>>>>

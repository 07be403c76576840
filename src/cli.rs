//! Command-line interface definition for Chathist
//!
//! This module defines the CLI structure using clap's derive API,
//! providing commands to browse and manage conversation history.

use clap::{Parser, Subcommand};
use std::path::PathBuf;

/// Chathist - Conversation history store
///
/// List, search, delete, duplicate, export, rename, and share stored
/// chat conversations.
#[derive(Parser, Debug, Clone)]
#[command(name = "chathist")]
#[command(version, about, long_about = None)]
pub struct Cli {
    /// Path to configuration file
    #[arg(short, long, default_value = "config/config.yaml")]
    pub config: Option<String>,

    /// Override the history database location
    #[arg(long)]
    pub db: Option<PathBuf>,

    /// Enable verbose logging
    #[arg(short, long)]
    pub verbose: bool,

    /// Command to execute
    #[command(subcommand)]
    pub command: Commands,
}

/// Available commands for Chathist
#[derive(Subcommand, Debug, Clone)]
pub enum Commands {
    /// List stored conversations, newest first
    List {
        /// Only show conversations matching this text
        #[arg(short, long)]
        query: Option<String>,

        /// Group conversations by recency (Today, Yesterday, ...)
        #[arg(short, long)]
        grouped: bool,
    },

    /// Delete one or more conversations and their snapshots
    Delete {
        /// Conversation IDs
        #[arg(required = true)]
        ids: Vec<String>,
    },

    /// Copy a conversation under a new ID
    Duplicate {
        /// Conversation ID
        id: String,
    },

    /// Write a conversation as a JSON bundle
    Export {
        /// Conversation ID
        id: String,

        /// Output file; `-` writes to stdout. Defaults to `chat-<ID>.json`
        #[arg(short, long)]
        output: Option<PathBuf>,
    },

    /// Change a conversation's description
    Rename {
        /// Conversation ID
        id: String,

        /// New description
        description: String,
    },

    /// Print the share link for a conversation
    Share {
        /// Conversation ID
        id: String,
    },
}

impl Cli {
    /// Parse command line arguments
    pub fn parse_args() -> Self {
        Self::parse()
    }
}

impl Default for Cli {
    fn default() -> Self {
        Self {
            config: Some("config/config.yaml".to_string()),
            db: None,
            verbose: false,
            command: Commands::List {
                query: None,
                grouped: false,
            },
        }
    }
}

#[cfg(test)]
mod tests {
    use super::*;

    #[test]
    fn test_cli_default() {
        let cli = Cli::default();
        assert_eq!(cli.config, Some("config/config.yaml".to_string()));
        assert!(cli.db.is_none());
        assert!(!cli.verbose);
        assert!(matches!(
            cli.command,
            Commands::List {
                query: None,
                grouped: false
            }
        ));
    }

    #[test]
    fn test_cli_parse_list_with_query() {
        let cli = Cli::try_parse_from(["chathist", "list", "--query", "api", "--grouped"]).unwrap();
        if let Commands::List { query, grouped } = cli.command {
            assert_eq!(query, Some("api".to_string()));
            assert!(grouped);
        } else {
            panic!("Expected List command");
        }
    }

    #[test]
    fn test_cli_parse_delete_many() {
        let cli = Cli::try_parse_from(["chathist", "delete", "a", "b", "c"]).unwrap();
        if let Commands::Delete { ids } = cli.command {
            assert_eq!(ids, vec!["a", "b", "c"]);
        } else {
            panic!("Expected Delete command");
        }
    }

    #[test]
    fn test_cli_parse_delete_requires_id() {
        assert!(Cli::try_parse_from(["chathist", "delete"]).is_err());
    }

    #[test]
    fn test_cli_parse_export_with_output() {
        let cli =
            Cli::try_parse_from(["chathist", "export", "01HX", "--output", "out.json"]).unwrap();
        if let Commands::Export { id, output } = cli.command {
            assert_eq!(id, "01HX");
            assert_eq!(output, Some(PathBuf::from("out.json")));
        } else {
            panic!("Expected Export command");
        }
    }

    #[test]
    fn test_cli_parse_rename() {
        let cli = Cli::try_parse_from(["chathist", "rename", "01HX", "New title"]).unwrap();
        if let Commands::Rename { id, description } = cli.command {
            assert_eq!(id, "01HX");
            assert_eq!(description, "New title");
        } else {
            panic!("Expected Rename command");
        }
    }

    #[test]
    fn test_cli_parse_global_flags() {
        let cli = Cli::try_parse_from([
            "chathist",
            "--db",
            "/tmp/history.db",
            "-v",
            "--config",
            "custom.yaml",
            "share",
            "01HX",
        ])
        .unwrap();
        assert_eq!(cli.db, Some(PathBuf::from("/tmp/history.db")));
        assert!(cli.verbose);
        assert_eq!(cli.config, Some("custom.yaml".to_string()));
        assert!(matches!(cli.command, Commands::Share { .. }));
    }

    #[test]
    fn test_cli_parse_duplicate() {
        let cli = Cli::try_parse_from(["chathist", "duplicate", "01HX"]).unwrap();
        assert!(matches!(cli.command, Commands::Duplicate { id } if id == "01HX"));
    }

    #[test]
    fn test_cli_rejects_unknown_command() {
        assert!(Cli::try_parse_from(["chathist", "chat"]).is_err());
    }
}
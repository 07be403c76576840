//! Chronological grouping of conversations for display
//!
//! Records are sorted newest first and dropped into recency buckets
//! ("Today", "Yesterday", a weekday, "Past 30 Days", a month, or a month and
//! year). Buckets appear in the order their first record is met, which after
//! the sort is also recency order.

use crate::storage::ConversationRecord;
use chrono::{DateTime, Datelike, Duration, Local, Month, NaiveDate, TimeZone, Utc, Weekday};
use std::fmt;

/// Recency bucket a record falls into
#[derive(Debug, Clone, Copy, PartialEq, Eq)]
pub enum DateCategory {
    /// Same calendar day as now
    Today,
    /// The calendar day before today
    Yesterday,
    /// Earlier in the current (Sunday-started) week
    Weekday(Weekday),
    /// Within the last 30 days but before this week
    Past30Days,
    /// Earlier this calendar year
    Month(Month),
    /// A previous year
    MonthYear(Month, i32),
}

impl fmt::Display for DateCategory {
    fn fmt(&self, f: &mut fmt::Formatter<'_>) -> fmt::Result {
        match self {
            DateCategory::Today => write!(f, "Today"),
            DateCategory::Yesterday => write!(f, "Yesterday"),
            DateCategory::Weekday(day) => write!(f, "{}", weekday_name(*day)),
            DateCategory::Past30Days => write!(f, "Past 30 Days"),
            DateCategory::Month(month) => write!(f, "{}", month.name()),
            DateCategory::MonthYear(month, year) => write!(f, "{} {}", month.name(), year),
        }
    }
}

/// A labeled group of records sharing a recency category
#[derive(Debug, Clone, PartialEq)]
pub struct Bin {
    pub category: DateCategory,
    pub items: Vec<ConversationRecord>,
}

impl Bin {
    /// Display label, e.g. `"Yesterday"` or `"March 2023"`
    pub fn label(&self) -> String {
        self.category.to_string()
    }
}

/// Group records by recency relative to the local clock
pub fn bin_dates(records: &[ConversationRecord]) -> Vec<Bin> {
    bin_dates_at(records, &Local::now())
}

/// Group records by recency relative to `now`
///
/// Calendar boundaries (days, weeks, years) are evaluated in `now`'s time
/// zone. The input is not modified; calling twice yields the same bins.
///
/// # Examples
///
/// ```
/// use chathist::history::binning::bin_dates_at;
/// use chathist::storage::ConversationRecord;
/// use chrono::{Duration, TimeZone, Utc};
///
/// let now = Utc.with_ymd_and_hms(2024, 5, 15, 12, 0, 0).unwrap();
/// let mut old = ConversationRecord::new(Some("old".into()), vec![]);
/// old.timestamp = now - Duration::days(400);
/// let mut fresh = ConversationRecord::new(Some("fresh".into()), vec![]);
/// fresh.timestamp = now - Duration::hours(1);
///
/// let bins = bin_dates_at(&[old, fresh], &now);
/// let labels: Vec<String> = bins.iter().map(|b| b.label()).collect();
/// assert_eq!(labels, vec!["Today", "April 2023"]);
/// ```
pub fn bin_dates_at<Tz: TimeZone>(records: &[ConversationRecord], now: &DateTime<Tz>) -> Vec<Bin> {
    let mut sorted: Vec<&ConversationRecord> = records.iter().collect();
    sorted.sort_by(|a, b| b.timestamp.cmp(&a.timestamp));

    let mut bins: Vec<Bin> = Vec::new();
    for record in sorted {
        let category = date_category(&record.timestamp, now);
        match bins.iter_mut().find(|bin| bin.category == category) {
            Some(bin) => bin.items.push(record.clone()),
            None => bins.push(Bin {
                category,
                items: vec![record.clone()],
            }),
        }
    }

    bins
}

/// Categorize one instant relative to `now`; the first matching rule wins
pub fn date_category<Tz: TimeZone>(timestamp: &DateTime<Utc>, now: &DateTime<Tz>) -> DateCategory {
    let date = timestamp.with_timezone(&now.timezone()).date_naive();
    let today = now.date_naive();

    if date == today {
        return DateCategory::Today;
    }

    if today.pred_opt() == Some(date) {
        return DateCategory::Yesterday;
    }

    if week_start(date) == week_start(today) {
        return DateCategory::Weekday(date.weekday());
    }

    let thirty_days_ago = now.with_timezone(&Utc) - Duration::days(30);
    if *timestamp > thirty_days_ago {
        return DateCategory::Past30Days;
    }

    let month = month_of(date);
    if date.year() == today.year() {
        return DateCategory::Month(month);
    }

    DateCategory::MonthYear(month, date.year())
}

fn week_start(date: NaiveDate) -> NaiveDate {
    date - Duration::days(i64::from(date.weekday().num_days_from_sunday()))
}

fn month_of(date: NaiveDate) -> Month {
    // month() is always 1..=12
    Month::try_from(date.month() as u8).unwrap_or(Month::January)
}

fn weekday_name(day: Weekday) -> &'static str {
    match day {
        Weekday::Mon => "Monday",
        Weekday::Tue => "Tuesday",
        Weekday::Wed => "Wednesday",
        Weekday::Thu => "Thursday",
        Weekday::Fri => "Friday",
        Weekday::Sat => "Saturday",
        Weekday::Sun => "Sunday",
    }
}
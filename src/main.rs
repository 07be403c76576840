//! Chathist - Conversation history CLI
//!
#![doc = "Chathist - Conversation history CLI"]
#![doc = "Main entry point for the chathist application."]

use anyhow::Result;

use tracing_subscriber::{layer::SubscriberExt, util::SubscriberInitExt, EnvFilter};

use chathist::cli::Cli;
use chathist::commands;
use chathist::config::Config;

#[tokio::main]
async fn main() -> Result<()> {
    // Parse command line arguments
    let cli = Cli::parse_args();

    // Initialize tracing
    init_tracing(cli.verbose);

    // Load configuration
    let config_path = cli.config.as_deref().unwrap_or("config/config.yaml");
    let config = Config::load(config_path, &cli)?;

    // Validate configuration
    config.validate()?;

    tracing::info!("Starting history command");
    let mut controller = commands::open_controller(&config)?;
    commands::history::handle_history(&mut controller, cli.command).await
}

/// Initialize tracing subscriber with environment filter
fn init_tracing(verbose: bool) {
    let default_filter = if verbose {
        "chathist=debug"
    } else {
        "chathist=info"
    };
    let env_filter =
        EnvFilter::try_from_default_env().unwrap_or_else(|_| EnvFilter::new(default_filter));

    tracing_subscriber::registry()
        .with(env_filter)
        .with(tracing_subscriber::fmt::layer().with_writer(std::io::stderr))
        .init();
}
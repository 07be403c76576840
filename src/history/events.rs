//! Signals exchanged between the history controller and its collaborators
//!
//! The controller publishes [`HistoryEvent`]s on a `tokio::sync::broadcast`
//! channel. The "currently open conversation" is owned by the navigation
//! side and exposed to the controller as a read-only [`ActiveConversation`]
//! handle over a `tokio::sync::watch` channel.

use tokio::sync::watch;

/// Severity of a user-facing notice
#[derive(Debug, Clone, Copy, PartialEq, Eq)]
pub enum NoticeLevel {
    Success,
    Info,
    Warning,
    Error,
}

/// A message meant for the end user
#[derive(Debug, Clone, PartialEq, Eq)]
pub struct Notice {
    pub level: NoticeLevel,
    pub message: String,
}

impl Notice {
    pub fn success(message: impl Into<String>) -> Self {
        Self {
            level: NoticeLevel::Success,
            message: message.into(),
        }
    }

    pub fn info(message: impl Into<String>) -> Self {
        Self {
            level: NoticeLevel::Info,
            message: message.into(),
        }
    }

    pub fn warning(message: impl Into<String>) -> Self {
        Self {
            level: NoticeLevel::Warning,
            message: message.into(),
        }
    }

    pub fn error(message: impl Into<String>) -> Self {
        Self {
            level: NoticeLevel::Error,
            message: message.into(),
        }
    }
}

/// Event published by the history controller
#[derive(Debug, Clone, PartialEq, Eq)]
pub enum HistoryEvent {
    /// The open conversation was deleted; the receiver should navigate away
    ActiveRecordRemoved(String),
    /// Records were deleted, duplicated, or renamed
    HistoryChanged,
    /// Something to show the user
    Notice(Notice),
}

/// Read-only view of the currently open conversation id
///
/// # Examples
///
/// ```
/// use chathist::history::ActiveConversation;
///
/// let (tx, active) = ActiveConversation::channel(Some("abc".to_string()));
/// assert!(active.is_active("abc"));
///
/// tx.send_replace(None);
/// assert_eq!(active.current(), None);
/// ```
#[derive(Debug, Clone)]
pub struct ActiveConversation {
    rx: watch::Receiver<Option<String>>,
}

impl ActiveConversation {
    /// Create the pointer; the sender stays with the navigation collaborator
    pub fn channel(initial: Option<String>) -> (watch::Sender<Option<String>>, Self) {
        let (tx, rx) = watch::channel(initial);
        (tx, Self { rx })
    }

    /// A pointer that never has an open conversation
    pub fn none() -> Self {
        Self::channel(None).1
    }

    /// Id of the open conversation, if any
    pub fn current(&self) -> Option<String> {
        self.rx.borrow().clone()
    }

    /// Whether `id` is the open conversation
    pub fn is_active(&self, id: &str) -> bool {
        self.rx.borrow().as_deref() == Some(id)
    }
}

#[cfg(test)]
mod tests {
    use super::*;

    #[test]
    fn test_none_has_no_active_conversation() {
        let active = ActiveConversation::none();
        assert_eq!(active.current(), None);
        assert!(!active.is_active(""));
    }

    #[test]
    fn test_active_conversation_follows_sender() {
        let (tx, active) = ActiveConversation::channel(None);
        tx.send_replace(Some("chat-1".to_string()));
        assert!(active.is_active("chat-1"));
        assert!(!active.is_active("chat-2"));
    }

    #[test]
    fn test_notice_constructors_set_level() {
        assert_eq!(Notice::success("ok").level, NoticeLevel::Success);
        assert_eq!(Notice::info("fyi").level, NoticeLevel::Info);
        assert_eq!(Notice::warning("hmm").level, NoticeLevel::Warning);
        assert_eq!(Notice::error("no").message, "no");
    }
}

<<<<

_TASK OBJECTIVE_
Up to and including the line with "to configuration file", output every line of the records above exactly, starting from the first; output nothing else.

_SOLUTION_
repository 07be403c76576840
filename src/cli.rs
//! Command-line interface definition for Chathist
//!
//! This module defines the CLI structure using clap's derive API,
//! providing commands to browse and manage conversation history.

use clap::{Parser, Subcommand};
use std::path::PathBuf;

/// Chathist - Conversation history store
///
/// List, search, delete, duplicate, export, rename, and share stored
/// chat conversations.
#[derive(Parser, Debug, Clone)]
#[command(name = "chathist")]
#[command(version, about, long_about = None)]
pub struct Cli {
    /// Path to configuration file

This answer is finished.